Euron stopped in surprise. A sneer worked its way across his features as he focused on Fengel. “I brought death to our foes, popinjay. Even someone with yer eyesight should see that. Captain fell overboard, but I slew the crew, cut off her lieutenant’s head, an’ fired her magazine!”

“Exactly!” replied Fengel, gesticulating violently. “You went through all that trouble and fired the powder magazine! We could have used that ship to fend off the rest of the navy! And my eyesight is fine!”

“Don’t get yer knickers all bunched up. We’ll kill that other ship an’ get close enough to bomb the rest. They’re sittin’ ducks in that channel right, Grant?” He elbowed one of his men in the side. Grant grimaced, then smiled weakly.

“That’s not the point,” snapped Fengel. “It was something we could have used. We’re so damned outnumbered and outclassed here—”

The pirate king curled his lip and stepped up to Fengel. Once he’d been tall, but now he barely came to Fengel’s chin. “Glory be everythin,’ popinjay. A real pirate would know that.”

Euron shoved the bloodied head at him, forcing Fengel to grab it. Then the pirate king pushed past him into the crowd. An unsteady line of his old crewmen trailed along after.

Fengel threw the head hard at the ground and glared death after the pirate king.
If the Perinese don’t kill him, I just might myself
.
Natasha wouldn’t blame me.

Someone touched him on the arm. Fengel whirled, ready to chew the fellow’s face off with his teeth. “What?” he snarled before stopping in surprise.

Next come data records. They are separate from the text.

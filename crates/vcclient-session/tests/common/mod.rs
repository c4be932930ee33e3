//! Scripted in-process server for connection tests.
#![allow(dead_code)]

use std::io::{Read, Write};
use std::net::{Shutdown, TcpListener, TcpStream};
use std::sync::atomic::{AtomicUsize, Ordering};
use std::sync::{Arc, Mutex};
use std::thread;
use std::time::{Duration, Instant};

use vcclient_frame::{frame_bytes, read_exact, read_frame, Frame, FrameKind};
use vcclient_session::ConnectionConfig;
use vcclient_transport::ServerAddr;

pub const LEGACY_VERSION: &str = "5.0.0.0.0.0";
pub const JSON_VERSION: &str = "5.2.0.0.0.0";
pub const CREDENTIAL: &str = "lab-secret";

type Responder = dyn Fn(&Frame) -> (char, String) + Send + Sync;
type GenericResponder = dyn Fn(usize, &str) -> Option<String> + Send + Sync;
type RawResponder = dyn Fn(&Frame) -> String + Send + Sync;

pub struct StubConfig {
    pub reject: Option<String>,
    pub reply_delay: Duration,
    pub respond: Arc<Responder>,
    pub generic: Arc<GenericResponder>,
    /// Written verbatim instead of a framed reply when set.
    pub raw: Option<Arc<RawResponder>>,
}

impl Default for StubConfig {
    fn default() -> Self {
        Self {
            reject: None,
            reply_delay: Duration::ZERO,
            respond: Arc::new(|frame: &Frame| ('A', command_of(frame))),
            generic: Arc::new(|_: usize, request: &str| Some(format!("ok {request}"))),
            raw: None,
        }
    }
}

impl StubConfig {
    pub fn responding(respond: impl Fn(&Frame) -> (char, String) + Send + Sync + 'static) -> Self {
        Self {
            respond: Arc::new(respond),
            ..Self::default()
        }
    }

    pub fn replying_raw(raw: impl Fn(&Frame) -> String + Send + Sync + 'static) -> Self {
        Self {
            raw: Some(Arc::new(raw)),
            ..Self::default()
        }
    }
}

/// Request text without the trailing `@`.
pub fn command_of(frame: &Frame) -> String {
    frame.payload_text().trim_end_matches('@').to_string()
}

pub fn config() -> ConnectionConfig {
    ConnectionConfig {
        event_read_timeout: Duration::from_millis(50),
        generic_backoff: Duration::from_millis(10),
        connect_timeout: Some(Duration::from_secs(2)),
        ..ConnectionConfig::with_credential(CREDENTIAL)
    }
}

pub struct StubServer {
    pub addr: ServerAddr,
    pub event_port: u16,
    handshakes: Arc<AtomicUsize>,
    generic_attempts: Arc<AtomicUsize>,
    credentials: Arc<Mutex<Vec<String>>>,
    events: Arc<Mutex<Option<TcpStream>>>,
}

struct Shared {
    config: StubConfig,
    event_listener: TcpListener,
    handshakes: Arc<AtomicUsize>,
    generic_attempts: Arc<AtomicUsize>,
    credentials: Arc<Mutex<Vec<String>>>,
    events: Arc<Mutex<Option<TcpStream>>>,
}

impl StubServer {
    pub fn start(config: StubConfig) -> Self {
        let listener = TcpListener::bind("127.0.0.1:0").unwrap();
        let event_listener = TcpListener::bind("127.0.0.1:0").unwrap();
        let addr = ServerAddr::from(listener.local_addr().unwrap());
        let event_port = event_listener.local_addr().unwrap().port();

        let shared = Arc::new(Shared {
            config,
            event_listener,
            handshakes: Arc::new(AtomicUsize::new(0)),
            generic_attempts: Arc::new(AtomicUsize::new(0)),
            credentials: Arc::new(Mutex::new(Vec::new())),
            events: Arc::new(Mutex::new(None)),
        });
        let server = Self {
            addr,
            event_port,
            handshakes: Arc::clone(&shared.handshakes),
            generic_attempts: Arc::clone(&shared.generic_attempts),
            credentials: Arc::clone(&shared.credentials),
            events: Arc::clone(&shared.events),
        };

        thread::spawn(move || {
            for stream in listener.incoming() {
                let Ok(stream) = stream else { return };
                let shared = Arc::clone(&shared);
                thread::spawn(move || handle(stream, &shared));
            }
        });
        server
    }

    pub fn handshakes(&self) -> usize {
        self.handshakes.load(Ordering::SeqCst)
    }

    pub fn generic_attempts(&self) -> usize {
        self.generic_attempts.load(Ordering::SeqCst)
    }

    pub fn credentials(&self) -> Vec<String> {
        self.credentials.lock().unwrap().clone()
    }

    /// Wait until the client has opened its event socket.
    pub fn wait_for_event_socket(&self) {
        let deadline = Instant::now() + Duration::from_secs(3);
        while self.events.lock().unwrap().is_none() {
            assert!(Instant::now() < deadline, "event socket never opened");
            thread::sleep(Duration::from_millis(5));
        }
    }

    /// Send one event frame; false once the client has gone away.
    pub fn push_event(&self, endpoint_id: &str, payload: &str) -> bool {
        self.wait_for_event_socket();
        let wire = frame_bytes(FrameKind::AttachEndpoint, Some(endpoint_id), payload.as_bytes())
            .unwrap();
        let mut events = self.events.lock().unwrap();
        match events.as_mut() {
            Some(stream) => stream.write_all(&wire).is_ok(),
            None => false,
        }
    }

    /// Close the event socket from the server side.
    pub fn drop_event_socket(&self) {
        self.wait_for_event_socket();
        if let Some(stream) = self.events.lock().unwrap().take() {
            let _ = stream.shutdown(Shutdown::Both);
        }
    }
}

fn handle(mut stream: TcpStream, shared: &Shared) {
    let Some(first) = read_token(&mut stream) else {
        return;
    };
    if first == "vcclientversion" {
        handle_session(stream, shared);
    } else {
        handle_generic(stream, shared);
    }
}

fn handle_session(mut stream: TcpStream, shared: &Shared) {
    let Some(_version) = read_decimal_field(&mut stream) else {
        return;
    };
    shared.handshakes.fetch_add(1, Ordering::SeqCst);

    if let Some(reason) = &shared.config.reject {
        let reply = format!("x{:04}{reason}", reason.len());
        let _ = stream.write_all(reply.as_bytes());
        return;
    }
    if stream.write_all(b"a").is_err() {
        return;
    }

    let Some(credential) = read_decimal_field(&mut stream) else {
        return;
    };
    shared.credentials.lock().unwrap().push(credential);

    let port = shared.event_listener.local_addr().unwrap().port();
    if stream.write_all(format!("{port:04x}").as_bytes()).is_err() {
        return;
    }
    if let Ok((events, _)) = shared.event_listener.accept() {
        *shared.events.lock().unwrap() = Some(events);
    }

    while let Ok(frame) = read_frame(&mut stream) {
        if !shared.config.reply_delay.is_zero() {
            thread::sleep(shared.config.reply_delay);
        }
        let reply = match &shared.config.raw {
            Some(raw) => raw(&frame),
            None => {
                let (ack, payload) = (shared.config.respond)(&frame);
                format!("{ack}:{}:{:04x}:{payload}", frame.header.endpoint_id, payload.len())
            }
        };
        if stream.write_all(reply.as_bytes()).is_err() {
            return;
        }
    }
}

/// Generic commands arrive as a bare frame on a fresh socket; the kind
/// token has already been consumed.
fn handle_generic(mut stream: TcpStream, shared: &Shared) {
    let (Some(_endpoint), Some(len)) = (read_token(&mut stream), read_token(&mut stream)) else {
        return;
    };
    let Ok(len) = usize::from_str_radix(&len, 16) else {
        return;
    };
    let Ok(payload) = read_exact(&mut stream, len) else {
        return;
    };
    let request = String::from_utf8_lossy(&payload)
        .trim_end_matches('@')
        .to_string();

    let attempt = shared.generic_attempts.fetch_add(1, Ordering::SeqCst) + 1;
    if let Some(reply) = (shared.config.generic)(attempt, &request) {
        let _ = stream.write_all(format!("{reply}\r\n").as_bytes());
    }
}

fn read_token(stream: &mut TcpStream) -> Option<String> {
    let mut token = Vec::new();
    let mut byte = [0u8; 1];
    loop {
        match stream.read(&mut byte) {
            Ok(1) if byte[0] == b':' => return String::from_utf8(token).ok(),
            Ok(1) => token.push(byte[0]),
            _ => return None,
        }
    }
}

fn read_decimal_field(stream: &mut TcpStream) -> Option<String> {
    let len: usize = read_token(stream)?.parse().ok()?;
    let value = read_exact(stream, len).ok()?;
    String::from_utf8(value.to_vec()).ok()
}

/// Poll `cond` for up to three seconds.
pub fn eventually(mut cond: impl FnMut() -> bool) -> bool {
    let deadline = Instant::now() + Duration::from_secs(3);
    while Instant::now() < deadline {
        if cond() {
            return true;
        }
        thread::sleep(Duration::from_millis(10));
    }
    cond()
}
//! Character scanner for the brace grammar.
//!
//! Produces open-brace, close-brace and word tokens with byte offsets into
//! the scanned text. A backslash escapes the following character, so `\{`
//! is part of a word and does not count towards brace balance.

/// Token kind.
#[derive(Debug, Clone, PartialEq, Eq)]
pub enum TokenKind {
    Open,
    Close,
    Word(String),
}

/// A token and the byte span `[start, end)` it covers.
#[derive(Debug, Clone, PartialEq, Eq)]
pub struct Token {
    pub kind: TokenKind,
    pub start: usize,
    pub end: usize,
}

/// Scan `text` into tokens. Never fails; balance is checked by the parser.
pub fn tokenize(text: &str) -> Vec<Token> {
    let mut tokens = Vec::new();
    let mut chars = text.char_indices().peekable();

    while let Some(&(start, ch)) = chars.peek() {
        match ch {
            '{' => {
                chars.next();
                tokens.push(Token {
                    kind: TokenKind::Open,
                    start,
                    end: start + 1,
                });
            }
            '}' => {
                chars.next();
                tokens.push(Token {
                    kind: TokenKind::Close,
                    start,
                    end: start + 1,
                });
            }
            c if c.is_whitespace() => {
                chars.next();
            }
            _ => {
                let mut word = String::new();
                let mut end = start;
                while let Some(&(idx, c)) = chars.peek() {
                    if c == '{' || c == '}' || c.is_whitespace() {
                        break;
                    }
                    chars.next();
                    end = idx + c.len_utf8();
                    if c == '\\' {
                        if let Some((esc_idx, escaped)) = chars.next() {
                            word.push(escaped);
                            end = esc_idx + escaped.len_utf8();
                            continue;
                        }
                    }
                    word.push(c);
                }
                tokens.push(Token {
                    kind: TokenKind::Word(word),
                    start,
                    end,
                });
            }
        }
    }

    tokens
}
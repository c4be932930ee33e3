use std::path::PathBuf;
use std::sync::Arc;
use std::time::Duration;

use clap::{Args, Subcommand, ValueEnum};
use vcclient_decode::OutputFormat as ReplyFormat;
use vcclient_session::{connect, ConnectionConfig, TransportConnection};
use vcclient_transport::ServerAddr;

use crate::exit::{client_error, CliError, CliResult, USAGE};
use crate::output::OutputFormat;

pub mod decode;
pub mod events;
pub mod exec;
pub mod info;
pub mod version;

#[derive(Subcommand, Debug)]
pub enum Command {
    /// Send one command and print the decoded reply.
    Exec(ExecArgs),
    /// Stream server events until interrupted.
    Events(EventsArgs),
    /// Decode a captured reply payload offline.
    Decode(DecodeArgs),
    /// Connect and print the negotiated session parameters.
    Info(InfoArgs),
    /// Show version information.
    Version(VersionArgs),
}

pub fn run(command: Command, format: OutputFormat) -> CliResult<i32> {
    match command {
        Command::Exec(args) => exec::run(args, format),
        Command::Events(args) => events::run(args, format),
        Command::Decode(args) => decode::run(args, format),
        Command::Info(args) => info::run(args, format),
        Command::Version(args) => version::run(args),
    }
}

/// Server and credentials shared by every connecting subcommand.
#[derive(Args)]
pub struct ConnectArgs {
    /// Server address (ip:port).
    #[arg(long, short = 's', env = "VCCLIENT_SERVER")]
    pub server: String,
    /// Client version announced in the handshake.
    #[arg(long, env = "VCCLIENT_VERSION", default_value = "5.2.0.0.0.0")]
    pub client_version: String,
    /// Authentication token sent after the version is accepted. Required
    /// by every connecting subcommand.
    #[arg(long, env = "VCCLIENT_CREDENTIAL", hide_env_values = true, default_value = "")]
    pub credential: String,
    /// Connect timeout (e.g. 5s, 500ms).
    #[arg(long, default_value = "10s")]
    pub connect_timeout: String,
    /// Keep nested-brace replies even when the server supports JSON.
    #[arg(long)]
    pub legacy: bool,
}

impl std::fmt::Debug for ConnectArgs {
    fn fmt(&self, f: &mut std::fmt::Formatter<'_>) -> std::fmt::Result {
        f.debug_struct("ConnectArgs")
            .field("server", &self.server)
            .field("client_version", &self.client_version)
            .field("credential", &format_args!("<redacted:{} bytes>", self.credential.len()))
            .field("connect_timeout", &self.connect_timeout)
            .field("legacy", &self.legacy)
            .finish()
    }
}

impl ConnectArgs {
    pub fn server_addr(&self) -> CliResult<ServerAddr> {
        self.server
            .parse()
            .map_err(|err| CliError::new(USAGE, format!("invalid --server: {err}")))
    }

    pub fn config(&self) -> CliResult<ConnectionConfig> {
        Ok(ConnectionConfig {
            connect_timeout: Some(parse_duration(&self.connect_timeout)?),
            negotiate_json: !self.legacy,
            ..ConnectionConfig::with_credential(self.credential.clone())
        })
    }

    pub fn open(&self) -> CliResult<Arc<TransportConnection>> {
        let addr = self.server_addr()?;
        let config = self.config()?;
        connect(&addr, &self.client_version, &config)
            .map_err(|err| client_error("connect failed", err))
    }
}

#[derive(Args, Debug)]
pub struct ExecArgs {
    #[command(flatten)]
    pub connect: ConnectArgs,
    /// Endpoint the command is addressed to. Default: the server itself.
    #[arg(long, short = 'e')]
    pub endpoint: Option<String>,
    /// Send as a generic command on a fresh socket, with retries.
    #[arg(long, conflicts_with = "endpoint")]
    pub generic: bool,
    /// Print the raw acknowledgement instead of decoding it.
    #[arg(long)]
    pub ack: bool,
    /// Command keyword and arguments.
    #[arg(required = true, num_args = 1.., trailing_var_arg = true)]
    pub command: Vec<String>,
}

#[derive(Args, Debug)]
pub struct EventsArgs {
    #[command(flatten)]
    pub connect: ConnectArgs,
    /// Only show events for this endpoint. Default: all endpoints.
    #[arg(long, short = 'e', default_value = vcclient_session::WILDCARD_ENDPOINT)]
    pub endpoint: String,
    /// Exit after receiving N events.
    #[arg(long)]
    pub count: Option<usize>,
}

#[derive(Copy, Clone, Debug, PartialEq, Eq, ValueEnum)]
pub enum ReplyFormatArg {
    Legacy,
    Json,
}

impl From<ReplyFormatArg> for ReplyFormat {
    fn from(arg: ReplyFormatArg) -> Self {
        match arg {
            ReplyFormatArg::Legacy => ReplyFormat::Legacy,
            ReplyFormatArg::Json => ReplyFormat::Json,
        }
    }
}

#[derive(Args, Debug)]
pub struct DecodeArgs {
    /// Command keyword the payload answers.
    pub command: String,
    /// Read the payload from a file. Default: stdin.
    #[arg(long)]
    pub file: Option<PathBuf>,
    /// Reply format the payload was captured in.
    #[arg(long, value_enum, default_value = "legacy")]
    pub reply_format: ReplyFormatArg,
}

#[derive(Args, Debug)]
pub struct InfoArgs {
    #[command(flatten)]
    pub connect: ConnectArgs,
}

#[derive(Args, Debug)]
pub struct VersionArgs {
    /// Show extended build provenance.
    #[arg(long)]
    pub extended: bool,
}

/// Parse `500ms`, `5s` or a bare number of seconds.
pub fn parse_duration(input: &str) -> CliResult<Duration> {
    let input = input.trim();
    if input.is_empty() {
        return Err(CliError::new(USAGE, "duration must not be empty"));
    }

    let (number, millis) = if let Some(num) = input.strip_suffix("ms") {
        (num, true)
    } else if let Some(num) = input.strip_suffix('s') {
        (num, false)
    } else {
        (input, false)
    };

    let value: u64 = number
        .parse()
        .map_err(|_| CliError::new(USAGE, format!("invalid duration value: {input}")))?;
    if value == 0 {
        return Err(CliError::new(USAGE, "duration must be greater than zero"));
    }

    Ok(if millis {
        Duration::from_millis(value)
    } else {
        Duration::from_secs(value)
    })
}
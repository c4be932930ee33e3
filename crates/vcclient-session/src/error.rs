use std::fmt;

use vcclient_decode::DecodeError;
use vcclient_frame::{CommandRejected, FrameError};
use vcclient_transport::TransportError;

/// Errors that can occur in client session operations.
#[derive(Debug, thiserror::Error)]
pub enum ClientError {
    /// Transport-level error.
    #[error("transport error: {0}")]
    Transport(#[from] TransportError),

    /// Frame-level error.
    #[error("frame error: {0}")]
    Frame(#[from] FrameError),

    /// Reply decoding failed or the server rejected the command.
    #[error(transparent)]
    Decode(#[from] DecodeError),

    /// The server refused the client version; carries the server's reason.
    #[error("handshake rejected by server: {0}")]
    HandshakeRejected(String),

    /// The handshake exchange did not follow the protocol.
    #[error("handshake failed: {0}")]
    Handshake(String),

    /// No credential was configured; nothing is sent to the server.
    #[error("no credential configured")]
    MissingCredential,

    /// A generic command failed on every attempt.
    #[error("command failed after {attempts} attempts: {source}")]
    RetriesExhausted {
        attempts: u32,
        #[source]
        source: Box<ClientError>,
    },

    /// The connection has been closed.
    #[error("connection closed")]
    Closed,
}

impl From<CommandRejected> for ClientError {
    fn from(err: CommandRejected) -> Self {
        ClientError::Decode(DecodeError::Command(err))
    }
}

/// Four-way classification of every client error.
#[derive(Debug, Clone, Copy, PartialEq, Eq, Hash)]
pub enum ErrorClass {
    /// Socket-level failure or handshake rejection; fatal to the connection.
    Connection,
    /// Bytes that violate the framing or grammar contract.
    Protocol,
    /// The server answered with a non-accepted acknowledgement.
    Command,
    /// A reply record could not be classified.
    Parse,
}

impl ErrorClass {
    pub fn as_str(self) -> &'static str {
        match self {
            ErrorClass::Connection => "connection",
            ErrorClass::Protocol => "protocol",
            ErrorClass::Command => "command",
            ErrorClass::Parse => "parse",
        }
    }
}

impl fmt::Display for ErrorClass {
    fn fmt(&self, f: &mut fmt::Formatter<'_>) -> fmt::Result {
        f.write_str(self.as_str())
    }
}

impl ClientError {
    /// Class of this error in the connection/protocol/command/parse taxonomy.
    pub fn class(&self) -> ErrorClass {
        match self {
            ClientError::Transport(_)
            | ClientError::HandshakeRejected(_)
            | ClientError::Closed
            | ClientError::MissingCredential
            | ClientError::RetriesExhausted { .. } => ErrorClass::Connection,
            ClientError::Frame(err) if err.is_protocol() => ErrorClass::Protocol,
            ClientError::Frame(_) => ErrorClass::Connection,
            ClientError::Handshake(_) => ErrorClass::Protocol,
            ClientError::Decode(err) => match err {
                DecodeError::Command(_) => ErrorClass::Command,
                DecodeError::Parse { .. }
                | DecodeError::DuplicateKey { .. }
                | DecodeError::UnknownCommand(_) => ErrorClass::Parse,
                DecodeError::Unbalanced { .. }
                | DecodeError::Arity { .. }
                | DecodeError::Json(_) => ErrorClass::Protocol,
            },
        }
    }

    /// The server's diagnostic text when the command was rejected.
    pub fn server_message(&self) -> Option<&str> {
        match self {
            ClientError::Decode(DecodeError::Command(rejected)) => Some(&rejected.message),
            ClientError::HandshakeRejected(reason) => Some(reason),
            _ => None,
        }
    }
}

pub type Result<T> = std::result::Result<T, ClientError>;
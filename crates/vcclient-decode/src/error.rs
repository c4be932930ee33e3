use vcclient_frame::CommandRejected;

/// Errors that can occur while decoding a reply.
#[derive(Debug, thiserror::Error)]
pub enum DecodeError {
    /// Braces do not balance; `offset` is where the problem was detected.
    #[error("unbalanced braces at byte {offset}: '{fragment}'")]
    Unbalanced { offset: usize, fragment: String },

    /// A record could not be classified.
    #[error("cannot parse record ({reason}): '{fragment}'")]
    Parse { reason: String, fragment: String },

    /// A fixed-arity record had the wrong number of fields.
    #[error("expected {expected} fields, found {found}: '{record}'")]
    Arity {
        expected: usize,
        found: usize,
        record: String,
    },

    /// A key appeared twice within one mapping.
    #[error("duplicate key '{key}' in '{fragment}'")]
    DuplicateKey { key: String, fragment: String },

    /// The payload (or an embedded value) is not valid JSON.
    #[error("invalid JSON payload: {0}")]
    Json(#[from] serde_json::Error),

    /// The server rejected the command.
    #[error(transparent)]
    Command(#[from] CommandRejected),

    /// No decode strategy is registered for the command keyword.
    #[error("no decoder registered for command '{0}'")]
    UnknownCommand(String),
}

impl DecodeError {
    pub(crate) fn parse(reason: impl Into<String>, fragment: impl Into<String>) -> Self {
        DecodeError::Parse {
            reason: reason.into(),
            fragment: fragment.into(),
        }
    }
}

pub type Result<T> = std::result::Result<T, DecodeError>;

A Mechanist stood before him. Even stranger, it was a young woman. She was squat and short, with shoulder-length hair, her gender barely noticeable under the leather greatcoat and goggles. Behind her, beside the
Windhaunter
, sat Brunehilde’s airship, anchored and unloading.

“Captain Fengel?” she asked in a muffled voice.

“Aye?” he replied.

“You are wanted in Haventown. Please return with me aboard
Solrun’s Hammer
. The Mechanist Cabal would speak with you, and you alone.”

Fengel frowned, uncertain. Behind him, the battle in the lagoon began again.

Chapter Seven

 

The irregular blast of cannon fire grew louder with every passing moment.

Lina struggled with the
Dawnhawk’
s wheel. It had mechanisms to ease steering of the airship, though a certain degree of sheer brawn was still required—something she very much lacked. Runt coiled around her neck, heavy and irritable, which certainly didn’t help.